As for his conclusion, there are only two slogans in politics: “Time for change”, and “Life is getting better, don’t let the other lot ruin it”. Mr Cameron’s closing appeal – “The light is coming up after some long dark days” – was an effective form of slogan No 2.
The policy on offer in the speech, however, was a set of cynical packages done up with decorative ribbon to distract attention from the contents. The specific pledge on NHS spending that was trailed in advance as a response to Ed Miliband’s promise of an extra £2.5bn a year paid for by a mansion tax (and other numbers plucked from the money tree): that turned out to be merely a promise to “protect the NHS budget and continue to invest more”.
More specific sounding were the promises to raise the starting points for basic rate income tax and the higher 40p rate, which amounts to a £7bn-a-year tax cut by the end of the next Parliament. But it was extraordinary to hear these promises of unfunded tax cuts, at a time when the deficit is still vast, from a Prime Minister who criticised Mr Miliband for “forgetting about the deficit”.

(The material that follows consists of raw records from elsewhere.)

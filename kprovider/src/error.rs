//! Shared backend error kinds and error value helpers.
//!
//! ```rust
//! use kprovider::ProviderError;
//!
//! let invalid = ProviderError::invalid_request("bad model");
//! assert!(!invalid.retryable);
//!
//! let timeout = ProviderError::timeout("temporary timeout");
//! assert!(timeout.retryable);
//! ```

use std::error::Error;
use std::fmt::{Display, Formatter};

#[derive(Debug, Clone, Copy, PartialEq, Eq)]
pub enum ProviderErrorKind {
    InvalidRequest,
    Timeout,
    Transport,
    Unavailable,
    Serialization,
    Other,
}

#[derive(Debug, Clone, PartialEq, Eq)]
pub struct ProviderError {
    pub kind: ProviderErrorKind,
    pub message: String,
    pub retryable: bool,
}

impl ProviderError {
    pub fn new(kind: ProviderErrorKind, message: impl Into<String>, retryable: bool) -> Self {
        Self {
            kind,
            message: message.into(),
            retryable,
        }
    }

    pub fn invalid_request(message: impl Into<String>) -> Self {
        Self::new(ProviderErrorKind::InvalidRequest, message, false)
    }

    pub fn timeout(message: impl Into<String>) -> Self {
        Self::new(ProviderErrorKind::Timeout, message, true)
    }

    pub fn transport(message: impl Into<String>) -> Self {
        Self::new(ProviderErrorKind::Transport, message, true)
    }

    pub fn unavailable(message: impl Into<String>) -> Self {
        Self::new(ProviderErrorKind::Unavailable, message, true)
    }

    pub fn serialization(message: impl Into<String>) -> Self {
        Self::new(ProviderErrorKind::Serialization, message, false)
    }

    pub fn other(message: impl Into<String>) -> Self {
        Self::new(ProviderErrorKind::Other, message, false)
    }
}

impl Display for ProviderError {
    fn fmt(&self, f: &mut Formatter<'_>) -> std::fmt::Result {
        write!(f, "{:?}: {}", self.kind, self.message)
    }
}

impl Error for ProviderError {}

impl From<serde_json::Error> for ProviderError {
    fn from(value: serde_json::Error) -> Self {
        ProviderError::serialization(value.to_string())
    }
}
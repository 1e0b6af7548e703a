//! Ollama provider over a pluggable transport.

use std::sync::Arc;

use async_stream::try_stream;
use futures_util::StreamExt;
use reqwest::Client;

use crate::{
    BoxedEventStream, ChatRequest, ChatResponse, ModelDescriptor, ModelProvider, ProviderError,
    ProviderFuture,
};

use super::ndjson::{NdjsonDecoder, decode_line};
use super::serde_api::{OllamaApiChatChunk, OllamaTagsResponse, build_api_request};
use super::transport::{OllamaHttpTransport, OllamaTransport};

pub const OLLAMA_HOST_URL: &str = "http://localhost:11434";

const TAGS_PATH: &str = "api/tags";
const CHAT_PATH: &str = "api/chat";

#[derive(Clone)]
pub struct OllamaProvider {
    transport: Arc<dyn OllamaTransport>,
}

impl OllamaProvider {
    pub fn new(transport: Arc<dyn OllamaTransport>) -> Self {
        Self { transport }
    }

    /// HTTP provider rooted at `base_url`.
    pub fn http(client: Client, base_url: impl Into<String>) -> Self {
        Self::new(Arc::new(
            OllamaHttpTransport::new(client).with_base_url(base_url),
        ))
    }

    fn request_body(request: ChatRequest, stream: bool) -> Result<serde_json::Value, ProviderError> {
        let mut api_request = build_api_request(request);
        api_request.stream = stream;
        Ok(serde_json::to_value(api_request)?)
    }
}

impl ModelProvider for OllamaProvider {
    fn name(&self) -> &'static str {
        "ollama"
    }

    fn list_models<'a>(&'a self) -> ProviderFuture<'a, Result<Vec<ModelDescriptor>, ProviderError>> {
        Box::pin(async move {
            let body = self.transport.get(TAGS_PATH).await?;
            let parsed = serde_json::from_slice::<OllamaTagsResponse>(&body)?;
            Ok(parsed.models.unwrap_or_default())
        })
    }

    fn complete<'a>(
        &'a self,
        request: ChatRequest,
    ) -> ProviderFuture<'a, Result<ChatResponse, ProviderError>> {
        Box::pin(async move {
            request.validate()?;
            let body = Self::request_body(request, false)?;
            let mut chunks = self.transport.post_json(CHAT_PATH, body).await?;

            let mut payload = Vec::new();
            while let Some(chunk) = chunks.next().await {
                payload.extend_from_slice(&chunk?);
            }

            let parsed = serde_json::from_slice::<OllamaApiChatChunk>(&payload)?;
            Ok(ChatResponse::from(parsed))
        })
    }

    fn stream<'a>(
        &'a self,
        request: ChatRequest,
    ) -> ProviderFuture<'a, Result<BoxedEventStream<'a>, ProviderError>> {
        Box::pin(async move {
            request.validate()?;
            let body = Self::request_body(request, true)?;
            let mut chunks = self.transport.post_json(CHAT_PATH, body).await?;

            let stream = try_stream! {
                let mut decoder = NdjsonDecoder::default();

                while let Some(chunk) = chunks.next().await {
                    let chunk = chunk?;
                    for line in decoder.push(&chunk) {
                        for event in decode_line(&line) {
                            yield event;
                        }
                    }
                }

                if let Some(line) = decoder.finish() {
                    for event in decode_line(&line) {
                        yield event;
                    }
                }
            };

            Ok(Box::pin(stream) as BoxedEventStream<'a>)
        })
    }
}
//! Streaming event contracts and in-memory stream utilities.
//!
//! ```rust
//! use kprovider::{BoxedEventStream, StreamEvent, VecEventStream};
//!
//! let stream = VecEventStream::new(vec![Ok(StreamEvent::TextDelta("hello".into()))]);
//! let _boxed: BoxedEventStream<'static> = Box::pin(stream);
//! ```

use std::collections::VecDeque;
use std::pin::Pin;
use std::task::{Context, Poll};

use futures_core::Stream;

use crate::{ProviderError, ToolCall};

#[derive(Debug, Clone, PartialEq)]
pub enum StreamEvent {
    TextDelta(String),
    ToolCall(ToolCall),
    Done,
}

/// Backend stream contract.
///
/// Invariants for consumers:
/// - Events are emitted in source order.
/// - `TextDelta` and `ToolCall` may appear zero or more times, interleaved.
/// - `Done`, when present, is the last event.
/// - An `Err` item reports a transport failure; nothing follows it.
pub trait ModelEventStream: Stream<Item = Result<StreamEvent, ProviderError>> + Send {}

impl<T> ModelEventStream for T where T: Stream<Item = Result<StreamEvent, ProviderError>> + Send {}

pub type BoxedEventStream<'a> = Pin<Box<dyn ModelEventStream + 'a>>;

#[derive(Debug)]
pub struct VecEventStream {
    events: VecDeque<Result<StreamEvent, ProviderError>>,
}

impl VecEventStream {
    pub fn new(events: Vec<Result<StreamEvent, ProviderError>>) -> Self {
        Self {
            events: events.into(),
        }
    }
}

impl Stream for VecEventStream {
    type Item = Result<StreamEvent, ProviderError>;

    fn poll_next(
        mut self: Pin<&mut Self>,
        _cx: &mut Context<'_>,
    ) -> Poll<Option<Result<StreamEvent, ProviderError>>> {
        Poll::Ready(self.events.pop_front())
    }
}
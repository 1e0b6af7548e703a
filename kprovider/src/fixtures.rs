//! Static model list used when no backend is reachable.

use crate::{ModelDescriptor, ModelDetails};

pub fn fixture_models() -> Vec<ModelDescriptor> {
    vec![
        fixture(
            "llama3.1:8b",
            4_661_224_676,
            "sha256:42182419e950",
            "2024-01-15T10:30:00Z",
            "llama",
            "8B",
        ),
        fixture(
            "llava:7b",
            4_109_793_677,
            "sha256:8dd30f6b0cb1",
            "2024-01-14T15:45:00Z",
            "llava",
            "7B",
        ),
        fixture(
            "codellama:13b",
            7_365_960_935,
            "sha256:9f438cb9cd581040003681",
            "2024-01-13T09:20:00Z",
            "llama",
            "13B",
        ),
        fixture(
            "mistral:7b",
            4_109_793_677,
            "sha256:61e88e884507",
            "2024-01-12T14:10:00Z",
            "mistral",
            "7B",
        ),
    ]
}

fn fixture(
    name: &str,
    size: u64,
    digest: &str,
    modified_at: &str,
    family: &str,
    parameter_size: &str,
) -> ModelDescriptor {
    ModelDescriptor::new(name)
        .with_size(size)
        .with_digest(digest)
        .with_modified_at(modified_at)
        .with_details(ModelDetails {
            family: Some(family.to_string()),
            format: Some("gguf".to_string()),
            parameter_size: Some(parameter_size.to_string()),
        })
}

Even less bankable was Mr Cameron’s promise to do “what Britain needs” about the free movement of workers throughout the European Union. He cynically raised expectations that a government that wanted Britain to remain in the EU could prevent people from existing EU member states coming here to work. He may simply be hoping that this dishonest position will get him through the election. How much better it would be to tell the truth, however, which is that free movement, which also allows British people to live and work in other EU countries, benefits us all.

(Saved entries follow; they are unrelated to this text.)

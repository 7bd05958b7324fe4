//! Issuance policy: minimum age and claim lifetime.

use std::time::Duration;
use thiserror::Error;

pub const DEFAULT_MIN_AGE: u32 = 18;
pub const DEFAULT_TTL: Duration = Duration::from_secs(24 * 60 * 60);
pub const SHORT_EXPIRY_TTL: Duration = Duration::from_secs(60);
/// Wire timestamps carry microseconds, so shorter lifetimes collapse to zero.
pub const MIN_TTL: Duration = Duration::from_micros(1);

pub const ENV_MIN_AGE: &str = "AGE_ATTEST_MIN_AGE";
pub const ENV_TTL_SECS: &str = "AGE_ATTEST_TTL_SECS";
pub const ENV_SHORT_EXPIRY: &str = "AGE_ATTEST_SHORT_EXPIRY";

#[derive(Debug, Error, PartialEq, Eq)]
pub enum PolicyError {
    #[error("Claim lifetime must be greater than zero")]
    ZeroTtl,

    #[error("Claim lifetime {0:?} is shorter than one microsecond")]
    TtlTooShort(Duration),

    #[error("Invalid value {value:?} for {var}")]
    InvalidEnv { var: &'static str, value: String },
}

/// Policy applied when issuing claims.
///
/// Passed explicitly to each issuer, so instances with different thresholds
/// can coexist in one process.
#[derive(Debug, Clone, Copy, PartialEq, Eq)]
pub struct AttestationPolicy {
    pub(crate) min_age: u32,
    pub(crate) ttl: Duration,
}

impl Default for AttestationPolicy {
    fn default() -> Self {
        Self {
            min_age: DEFAULT_MIN_AGE,
            ttl: DEFAULT_TTL,
        }
    }
}

impl AttestationPolicy {
    pub fn new(min_age: u32, ttl: Duration) -> Result<Self, PolicyError> {
        if ttl.is_zero() {
            return Err(PolicyError::ZeroTtl);
        }
        if ttl < MIN_TTL {
            return Err(PolicyError::TtlTooShort(ttl));
        }
        Ok(Self { min_age, ttl })
    }

    /// Default threshold with a one minute lifetime, for testing expiry by hand.
    pub fn short_expiry() -> Self {
        Self {
            min_age: DEFAULT_MIN_AGE,
            ttl: SHORT_EXPIRY_TTL,
        }
    }

    pub fn with_min_age(mut self, min_age: u32) -> Self {
        self.min_age = min_age;
        self
    }

    pub fn with_ttl(self, ttl: Duration) -> Result<Self, PolicyError> {
        Self::new(self.min_age, ttl)
    }

    pub fn min_age(&self) -> u32 {
        self.min_age
    }

    pub fn ttl(&self) -> Duration {
        self.ttl
    }

    /// True only for the one minute testing lifetime, not any short TTL.
    pub fn is_short_expiry(&self) -> bool {
        self.ttl == SHORT_EXPIRY_TTL
    }

    /// Build a policy from `AGE_ATTEST_*` environment variables.
    pub fn from_env() -> Result<Self, PolicyError> {
        Self::from_lookup(|var| std::env::var(var).ok())
    }

    /// Build a policy from an arbitrary variable lookup.
    ///
    /// An explicit TTL wins over the short-expiry switch.
    pub fn from_lookup<F>(lookup: F) -> Result<Self, PolicyError>
    where
        F: Fn(&str) -> Option<String>,
    {
        let mut policy = if parse_flag(ENV_SHORT_EXPIRY, lookup(ENV_SHORT_EXPIRY))? {
            Self::short_expiry()
        } else {
            Self::default()
        };

        if let Some(value) = lookup(ENV_MIN_AGE) {
            let min_age = value.trim().parse().map_err(|_| PolicyError::InvalidEnv {
                var: ENV_MIN_AGE,
                value: value.clone(),
            })?;
            policy = policy.with_min_age(min_age);
        }

        if let Some(value) = lookup(ENV_TTL_SECS) {
            let secs: u64 = value.trim().parse().map_err(|_| PolicyError::InvalidEnv {
                var: ENV_TTL_SECS,
                value: value.clone(),
            })?;
            policy = policy.with_ttl(Duration::from_secs(secs))?;
        }

        tracing::debug!(
            min_age = policy.min_age,
            ttl_secs = policy.ttl.as_secs(),
            "loaded attestation policy"
        );
        Ok(policy)
    }
}

fn parse_flag(var: &'static str, value: Option<String>) -> Result<bool, PolicyError> {
    let Some(value) = value else {
        return Ok(false);
    };
    match value.trim().to_ascii_lowercase().as_str() {
        "1" | "true" | "yes" | "on" => Ok(true),
        "" | "0" | "false" | "no" | "off" => Ok(false),
        _ => Err(PolicyError::InvalidEnv { var, value }),
    }
}
//! Property tests: round-trip, tamper detection, expiry and encoding determinism.

use age_attestation_core::{
    compute_age, format_timestamp, parse_timestamp, AttestationPolicy, Claim, Issuer, SecretKey,
    VerificationOutcome, Verifier,
};
use chrono::{DateTime, Duration, NaiveDate, TimeZone, Utc};
use proptest::prelude::*;
use rand::rngs::StdRng;
use rand::SeedableRng;
use serde_json::Value;
use std::sync::Arc;

fn fixed_now() -> DateTime<Utc> {
    Utc.with_ymd_and_hms(2024, 5, 16, 10, 15, 30).unwrap() + Duration::microseconds(250_001)
}

fn setup(min_age: u32) -> (Issuer, Verifier) {
    let key = Arc::new(SecretKey::from_bytes([0x5a; 32]));
    let policy = AttestationPolicy::default().with_min_age(min_age);
    (Issuer::new(policy, key.clone()), Verifier::new(key))
}

fn birth_date() -> impl Strategy<Value = NaiveDate> {
    (1900i32..2030, 1u32..=12, 1u32..=28)
        .prop_map(|(y, m, d)| NaiveDate::from_ymd_opt(y, m, d).unwrap())
}

fn subject_id() -> impl Strategy<Value = String> {
    "[a-zA-Z0-9_@.-]{1,24}"
}

fn flip_char(s: &str, index: usize, bit: u8) -> String {
    let mut bytes = s.as_bytes().to_vec();
    let i = index % bytes.len();
    bytes[i] ^= 1 << (bit % 7);
    String::from_utf8(bytes).unwrap()
}

fn shift_timestamp(json: &mut Value, key: &str, micros: i64) {
    let ts = parse_timestamp(json[key].as_str().unwrap()).unwrap();
    json[key] = Value::from(format_timestamp(&(ts + Duration::microseconds(micros))));
}

proptest! {
    /// Before expiry a claim verifies iff the subject was old enough.
    #[test]
    fn roundtrip_verifies_iff_eligible(
        dob in birth_date(),
        subject in subject_id(),
        min_age in 0u32..100,
        elapsed_secs in 0i64..86_400,
        seed in any::<u64>(),
    ) {
        let (issuer, verifier) = setup(min_age);
        let now = fixed_now();
        let claim = issuer
            .issue_at(&dob.format("%Y-%m-%d").to_string(), &subject, now, &mut StdRng::seed_from_u64(seed))
            .unwrap();

        let eligible = compute_age(dob, now.date_naive()) >= i64::from(min_age);
        prop_assert_eq!(claim.eligible(), eligible);

        let result = verifier.verify(&claim, now + Duration::seconds(elapsed_secs));
        if eligible {
            prop_assert_eq!(result.outcome, VerificationOutcome::Verified);
        } else {
            prop_assert_eq!(result.outcome, VerificationOutcome::AgeRequirementNotMet);
        }
    }

    /// Changing any field other than the signature breaks the tag.
    #[test]
    fn tampering_is_detected(
        subject in subject_id(),
        field in 0usize..6,
        index in any::<usize>(),
        bit in 0u8..31,
    ) {
        let (issuer, verifier) = setup(18);
        let now = fixed_now();
        let claim = issuer
            .issue_at("1990-05-15", &subject, now, &mut StdRng::seed_from_u64(11))
            .unwrap();
        let mut json = claim.to_json().unwrap();

        match field {
            0 => json["alias"] = Value::from(flip_char(&claim.alias().0, index, bit)),
            1 => json["user_id"] = Value::from(flip_char(&claim.subject_id().0, index, bit)),
            2 => json["age_verified"] = Value::Bool(!claim.eligible()),
            3 => json["min_age"] = Value::from(claim.min_age_threshold() ^ (1u32 << bit)),
            4 => shift_timestamp(&mut json, "timestamp", -(1i64 << bit)),
            _ => shift_timestamp(&mut json, "expires_at", 1i64 << bit),
        }

        let result = verifier.verify_json(&json, now);
        prop_assert!(!result.valid);
        prop_assert_eq!(result.outcome, VerificationOutcome::InvalidSignature);
    }

    /// Past `expires_at` the answer is `Expired` no matter which key verifies.
    #[test]
    fn expiry_is_monotonic(eps_micros in 1i64..86_400_000_000, seed in any::<u64>()) {
        let (issuer, verifier) = setup(18);
        let claim = issuer
            .issue_at("1990-05-15", "user001", fixed_now(), &mut StdRng::seed_from_u64(seed))
            .unwrap();
        let stranger = Verifier::new(Arc::new(SecretKey::from_bytes([0xa5; 32])));
        let eps = Duration::microseconds(eps_micros);

        prop_assert_eq!(verifier.verify(&claim, claim.expires_at() + eps).outcome, VerificationOutcome::Expired);
        prop_assert_eq!(stranger.verify(&claim, claim.expires_at() + eps).outcome, VerificationOutcome::Expired);
        prop_assert_ne!(verifier.verify(&claim, claim.expires_at() - eps).outcome, VerificationOutcome::Expired);
    }

    /// The signing input matches an independent rendering of the canonical form.
    #[test]
    fn signing_input_is_canonical(
        dob in birth_date(),
        subject in "x\\PC{0,15}",
        seed in any::<u64>(),
    ) {
        let (issuer, _) = setup(18);
        let claim = issuer
            .issue_at(&dob.format("%Y-%m-%d").to_string(), &subject, fixed_now(), &mut StdRng::seed_from_u64(seed))
            .unwrap();

        let expected = format!(
            "{{\"age_verified\":{},\"alias\":{},\"expires_at\":\"{}\",\"min_age\":{},\"timestamp\":\"{}\",\"user_id\":{}}}",
            claim.eligible(),
            serde_json::to_string(&claim.alias().0).unwrap(),
            format_timestamp(&claim.expires_at()),
            claim.min_age_threshold(),
            format_timestamp(&claim.issued_at()),
            serde_json::to_string(&claim.subject_id().0).unwrap(),
        );
        let input = claim.signing_input().unwrap();
        prop_assert_eq!(input.as_bytes(), expected.as_bytes());

        // Same fields through the wire form give the same bytes
        let decoded = Claim::from_json(&claim.to_json().unwrap()).unwrap();
        prop_assert_eq!(decoded.signing_input().unwrap(), input);
    }
}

We recognise that the Prime Minister has to manage three coalitions, and that this is a difficult task that would test the dexterity of Harold Wilson at his most cunning. His first coalition is with the Labour Party in Scotland, the recovery of which he reluctantly needs to check the post-referendum advance of the Scottish National Party. That SNP surge threatens to turn a supposedly decisive referendum result into a multiple-choice question.

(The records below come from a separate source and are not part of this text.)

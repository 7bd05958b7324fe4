//! age-attest — issue and verify age attestations from the command line.
//!
//! Subcommands: keygen, issue, verify, policy. Results go to stdout as JSON;
//! logs go to stderr (filter with `RUST_LOG`).

mod commands;

use std::process::ExitCode;

use clap::{Parser, Subcommand};
use tracing_subscriber::EnvFilter;

/// Issue and verify signed age attestations.
#[derive(Parser, Debug)]
#[command(name = "age-attest", version, about, long_about = None)]
struct Cli {
    #[command(subcommand)]
    command: Commands,
}

#[derive(Subcommand, Debug)]
enum Commands {
    /// Generate a new shared secret key.
    Keygen(commands::keygen::KeygenArgs),
    /// Issue a signed age claim.
    Issue(commands::issue::IssueArgs),
    /// Verify a signed age claim.
    Verify(commands::verify::VerifyArgs),
    /// Show the effective issuance policy.
    Policy(commands::policy::PolicyCmdArgs),
}

fn main() -> ExitCode {
    let cli = Cli::parse();

    tracing_subscriber::fmt()
        .with_env_filter(
            EnvFilter::try_from_default_env().unwrap_or_else(|_| EnvFilter::new("info")),
        )
        .with_writer(std::io::stderr)
        .with_target(false)
        .init();

    let result = match &cli.command {
        Commands::Keygen(args) => commands::keygen::run(args),
        Commands::Issue(args) => commands::issue::run(args),
        Commands::Verify(args) => commands::verify::run(args),
        Commands::Policy(args) => commands::policy::run(args),
    };

    match result {
        Ok(code) => ExitCode::from(code),
        Err(e) => {
            tracing::error!("{e:#}");
            ExitCode::from(2)
        }
    }
}
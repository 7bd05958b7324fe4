//! `age-attest issue` — issue a signed age claim.

use std::path::PathBuf;
use std::sync::Arc;

use age_attestation_core::Issuer;
use anyhow::Context;
use clap::Args;

use super::{load_key, PolicyArgs};

#[derive(Args, Debug)]
pub struct IssueArgs {
    /// Hex key file written by `keygen`.
    #[arg(short, long)]
    pub key: PathBuf,

    /// Birth date (YYYY-MM-DD).
    #[arg(short, long)]
    pub birth_date: String,

    /// Subject identifier.
    #[arg(short, long)]
    pub subject: String,

    /// Print the claim as hex-encoded canonical CBOR instead of JSON.
    #[arg(long)]
    pub cbor: bool,

    #[command(flatten)]
    pub policy: PolicyArgs,
}

pub fn run(args: &IssueArgs) -> anyhow::Result<u8> {
    println!("{}", render_claim(args)?);
    Ok(0)
}

fn render_claim(args: &IssueArgs) -> anyhow::Result<String> {
    let key = load_key(&args.key)?;
    let policy = args.policy.resolve()?;
    let issuer = Issuer::new(policy, Arc::new(key));

    let claim = issuer
        .issue(&args.birth_date, &args.subject)
        .context("failed to issue claim")?;
    tracing::info!(
        alias = %claim.alias(),
        eligible = claim.eligible(),
        expires_at = %claim.expires_at(),
        "issued claim"
    );

    if args.cbor {
        Ok(hex::encode(claim.to_bytes()?))
    } else {
        Ok(serde_json::to_string_pretty(&claim)?)
    }
}
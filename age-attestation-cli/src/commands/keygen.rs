//! `age-attest keygen` — generate a shared secret key.

use std::fs::OpenOptions;
use std::io::Write;
use std::path::{Path, PathBuf};

use age_attestation_core::SecretKey;
use anyhow::Context;
use clap::Args;

#[derive(Args, Debug)]
pub struct KeygenArgs {
    /// Write the hex key to this file instead of stdout.
    #[arg(short, long)]
    pub out: Option<PathBuf>,

    /// Overwrite an existing key file.
    #[arg(long)]
    pub force: bool,
}

pub fn run(args: &KeygenArgs) -> anyhow::Result<u8> {
    let key = SecretKey::generate();

    match &args.out {
        Some(path) => {
            write_key(&key, path, args.force)?;
            tracing::info!(path = %path.display(), fingerprint = %key.fingerprint(), "wrote key");
        }
        None => println!("{}", key.to_hex()),
    }
    Ok(0)
}

fn write_key(key: &SecretKey, path: &Path, force: bool) -> anyhow::Result<()> {
    let mut options = OpenOptions::new();
    options.write(true);
    if force {
        options.create(true).truncate(true);
    } else {
        options.create_new(true);
    }
    #[cfg(unix)]
    {
        use std::os::unix::fs::OpenOptionsExt;
        options.mode(0o600);
    }

    let mut file = options
        .open(path)
        .with_context(|| format!("failed to create key file {}", path.display()))?;
    writeln!(file, "{}", key.to_hex())?;
    Ok(())
}

#[cfg(test)]
mod tests {
    use super::*;
    use crate::commands::load_key;

    #[test]
    fn test_write_and_load_key() {
        let dir = tempfile::tempdir().unwrap();
        let path = dir.path().join("key.hex");
        let key = SecretKey::generate();

        write_key(&key, &path, false).unwrap();
        let loaded = load_key(&path).unwrap();
        assert_eq!(loaded.fingerprint(), key.fingerprint());
    }

    #[test]
    fn test_refuses_to_overwrite_without_force() {
        let dir = tempfile::tempdir().unwrap();
        let path = dir.path().join("key.hex");

        write_key(&SecretKey::generate(), &path, false).unwrap();
        assert!(write_key(&SecretKey::generate(), &path, false).is_err());

        let replacement = SecretKey::generate();
        write_key(&replacement, &path, true).unwrap();
        assert_eq!(load_key(&path).unwrap().fingerprint(), replacement.fingerprint());
    }
}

Then he has to manage his internal coalition with the Ukip-minded members of his own party. On this, his colourful warning not to go to bed with Nigel Farage and wake up with Mr Miliband was undermined by his unwillingness to level with the British people about the benefits of EU membership.
Finally, he has to deal with the increasingly differentiated Liberal Democrats, whom he did not mention once. He said only: “Coalition was not what I wanted to do; it’s what I had to do.” The best that can be said about Mr Cameron’s speech is that he went no further in the long-familiar Tory wish list of scrapping the Human Rights Act and replacing it with a “British Bill of Rights”, the contents of which are yet to be confirmed.
The best way of managing each of those coalitions would be for Mr Cameron to remain true to himself and to stick to the centre ground and to eschew narrow English nationalism. He did not quite pull it off: he needs to do so over the next eight months.